Headless woman drained of blood and dumped in California vineyard in 2011 is identified
01/08/2024 2:27 pm PST
ARVIN, Calif. (TCD) -- Investigators recently identified a female homicide victim whose headless and thumbless body was found in a vineyard nearly 13 years ago.
On March 29, 2011, the Kern County Sheriff’s Office located a dead woman at Grape Vineyard on Sebastian Road, but attempts to identify the victim through missing persons records and fingerprints were unsuccessful. Her cause of death was undetermined, but the medical examiner ruled her death a homicide. She was later buried as a Jane Doe at Union Cemetery.
According to the DNA Doe Project, the woman’s head and thumbs were missing, and her body had been drained of blood. Her remains were partially decomposed as well.

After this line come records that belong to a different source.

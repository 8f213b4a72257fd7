//! Global constants used throughout the proompt codebase.
//!
//! This module contains file names, directory names, and default commands
//! that are used across multiple modules. Defining them centrally keeps the
//! on-disk layout discoverable in one place.

/// File extensions (compared case-insensitively) that make a file a prompt.
pub const PROMPT_EXTENSIONS: &[&str] = &["md", "txt"];

/// Extension used when creating a new prompt file.
pub const DEFAULT_PROMPT_EXTENSION: &str = "md";

/// Name of the prompts directory at the directory and project levels.
pub const PROMPTS_DIR: &str = "prompts";

/// Marker directory identifying a project root.
pub const GIT_DIR: &str = ".git";

/// Path of the project-local prompts directory, relative to the project root.
///
/// Lives inside `.git/info` so it is never committed.
pub const PROJECT_LOCAL_PROMPTS_DIR: &str = ".git/info/prompts";

/// Application directory name under the platform configuration directory.
pub const APP_DIR: &str = "proompt";

/// Name of the optional configuration file inside [`APP_DIR`].
pub const CONFIG_FILE: &str = "config.toml";

/// Line that opens and closes the header of an interactive fill-in document.
pub const FRONTMATTER_DELIMITER: &str = "---";

/// Prefix for temporary files staged for interactive editing.
pub const TEMP_FILE_PREFIX: &str = "proompt-";

/// Editor used when neither the config file nor `EDITOR` name one.
pub const DEFAULT_EDITOR: &str = "nano";

/// Picker used when neither the config file nor `PROOMPT_PICKER` name one.
pub const DEFAULT_PICKER: &str = "fzf";

/// Clipboard command used when neither the config file nor
/// `PROOMPT_COPY_COMMAND` name one.
pub const DEFAULT_COPY_COMMAND: &str = "pbcopy";

/// Environment variable naming the editor command.
pub const ENV_EDITOR: &str = "EDITOR";

/// Environment variable naming the picker command.
pub const ENV_PICKER: &str = "PROOMPT_PICKER";

/// Environment variable naming the clipboard command.
pub const ENV_COPY_COMMAND: &str = "PROOMPT_COPY_COMMAND";

/// Environment variable pointing at an explicit configuration file.
pub const ENV_CONFIG: &str = "PROOMPT_CONFIG";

Sheriff’s spokesman Ray Pruitt told KGET-TV, "I’ve seen some pretty gruesome crime scenes and this was just… it was creepy."
Officials reportedly found the body in a position that appeared to have been posed. Pruitt also said it "looked like somebody had taken a mannequin, removed the head of the mannequin, and posed it on the dirt road."
In 2020, the Kern County Medical Examiner’s Office contacted the DNA Doe Project to assist with the case, and they used genetic genealogy to help identify the woman. Investigators found DNA matches connecting Jane Doe to distant cousins, and the DNA Doe Project built a family tree.
According to the sheriff’s office, the DNA Doe Project identified two potential family members on the East Coast in July 2023, and they provided DNA samples for comparison. As a result, investigators positively identified Jane Doe as 64-year-old Ada Beth Kaplan.
As part of a follow-up investigation, sheriff’s office detectives learned family members didn’t file a missing person report for Kaplan. Officials have not yet named any suspects, and the location of her death remains unknown.